┌─ DATA TO PROCESS
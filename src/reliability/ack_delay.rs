use crate::timing::Ticker;
use std::sync::Arc;

/// Measures and encodes ack delays: the time between receiving the largest
///  pending packet and acknowledging it, in microseconds, right-shifted by
///  the local ack_delay_exponent for the wire.
pub struct AckDelay {
    exponent: u8,
    ticker: Arc<dyn Ticker>,
}

impl AckDelay {
    pub fn new(exponent: u8, ticker: Arc<dyn Ticker>) -> AckDelay {
        AckDelay { exponent, ticker }
    }

    pub fn now_nanos(&self) -> u64 {
        self.ticker.now_nanos()
    }

    pub fn encode(&self, delta_nanos: u64) -> u64 {
        (delta_nanos / 1000) >> self.exponent
    }

    /// The encoded delay since `arrival_nanos`, measured against the
    ///  injected clock.
    pub fn since(&self, arrival_nanos: u64) -> u64 {
        self.encode(self.now_nanos().saturating_sub(arrival_nanos))
    }
}
use crate::protocol::frames::AckBlock;
use crate::protocol::packet::{Packet, PacketType};
use crate::protocol::packet_number::PacketNumber;
use std::collections::BTreeMap;

/// The received-packet-number set: absorbs incoming packet numbers and
///  drains them as minimal ascending [`AckBlock`] runs.
///
/// Each pending number keeps its arrival timestamp; the ack delay reported
///  on a flush is measured from the arrival of the numerically largest
///  pending number, not of the most recently received one.
pub(crate) struct AckAggregator {
    pending: BTreeMap<PacketNumber, u64>,
    capacity: usize,
}

impl AckAggregator {
    pub fn new(capacity: usize) -> AckAggregator {
        AckAggregator {
            pending: BTreeMap::new(),
            capacity,
        }
    }

    /// Records a received packet number. Duplicates are idempotent and keep
    ///  the first arrival time. Returns true when the set has reached its
    ///  capacity: the caller must flush now instead of dropping numbers.
    pub fn record(&mut self, packet_number: PacketNumber, arrival_nanos: u64) -> bool {
        self.pending.entry(packet_number).or_insert(arrival_nanos);
        self.pending.len() >= self.capacity
    }

    #[cfg(test)]
    pub fn is_empty(&self) -> bool {
        self.pending.is_empty()
    }

    pub fn clear(&mut self) {
        self.pending.clear();
    }

    /// Drains the pending set into a minimal list of disjoint ascending
    ///  blocks, plus the arrival time of the largest pending number. None
    ///  if nothing is pending.
    pub fn drain(&mut self) -> Option<(Vec<AckBlock>, u64)> {
        let pending = std::mem::take(&mut self.pending);
        let (_, &largest_arrival_nanos) = pending.last_key_value()?;

        let mut blocks = Vec::new();
        let mut run: Option<(u64, u64)> = None;
        for pn in pending.keys() {
            let pn = pn.to_raw();
            match run {
                None => run = Some((pn, pn)),
                Some((lower, upper)) if pn == upper + 1 => run = Some((lower, pn)),
                Some((lower, upper)) => {
                    blocks.push(AckBlock::from_raw(lower, upper));
                    run = Some((pn, pn));
                }
            }
        }
        if let Some((lower, upper)) = run {
            blocks.push(AckBlock::from_raw(lower, upper));
        }

        Some((blocks, largest_arrival_nanos))
    }

    /// The standalone-flush policy: Initial packets are answered together
    ///  with the handshake response, and acks never elicit acks. Everything
    ///  else that elicits gets acknowledged right away.
    pub fn should_flush(packet: &Packet) -> bool {
        packet.packet_type() != PacketType::Initial && packet.payload().is_ack_eliciting()
    }
}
└─
## WHAT THIS TASK INVOLVES
For each line in the data above that contains the string "lower", extract the line.

## WRITTEN RESPONSE
                Some((lower, upper)) if pn == upper + 1 => run = Some((lower, pn)),
                Some((lower, upper)) => {
                    blocks.push(AckBlock::from_raw(lower, upper));
        if let Some((lower, upper)) = run {
            blocks.push(AckBlock::from_raw(lower, upper));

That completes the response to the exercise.